Work to complete: If a line of the data below contains the string "NoLfsObjects", copy it into your answer.

Data in this exercise:
//! Lookup of Git LFS objects known to the repository.

use std::collections::HashSet;

/// Answers whether an LFS object id is stored for the repository being diffed.
///
/// The parser only flags a file as an LFS pointer when the pointer's oid is
/// known here; unknown oids are treated as ordinary text.
pub trait LfsObjectStore {
    /// `oid` is the 64 character hex sha256 from the pointer file.
    fn contains(&self, oid: &str) -> bool;
}

/// A store that knows no LFS objects.
#[derive(Debug, Clone, Copy, Default)]
pub struct NoLfsObjects;

impl LfsObjectStore for NoLfsObjects {
    fn contains(&self, _oid: &str) -> bool {
        false
    }
}

impl LfsObjectStore for HashSet<String> {
    fn contains(&self, oid: &str) -> bool {
        HashSet::contains(self, oid)
    }
}

#[cfg(test)]
mod tests {
    use super::*;

    #[test]
    fn test_no_lfs_objects() {
        assert!(!NoLfsObjects.contains("abc"));
    }

    #[test]
    fn test_hash_set_store() {
        let store: HashSet<String> = ["abc".to_string()].into_iter().collect();
        assert!(LfsObjectStore::contains(&store, "abc"));
        assert!(!LfsObjectStore::contains(&store, "def"));
    }
}
//! Configuration for forge-diff
//!
//! This crate provides:
//! - Config file lookup (working directory, home, platform config dir)
//! - The engine limits and highlighting settings (DiffConfig)

pub mod config_file;
pub mod diff_config;
pub mod paths;

pub use config_file::load_config_file;
pub use diff_config::DiffConfig;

Response to this task:
pub struct NoLfsObjects;
impl LfsObjectStore for NoLfsObjects {
        assert!(!NoLfsObjects.contains("abc"));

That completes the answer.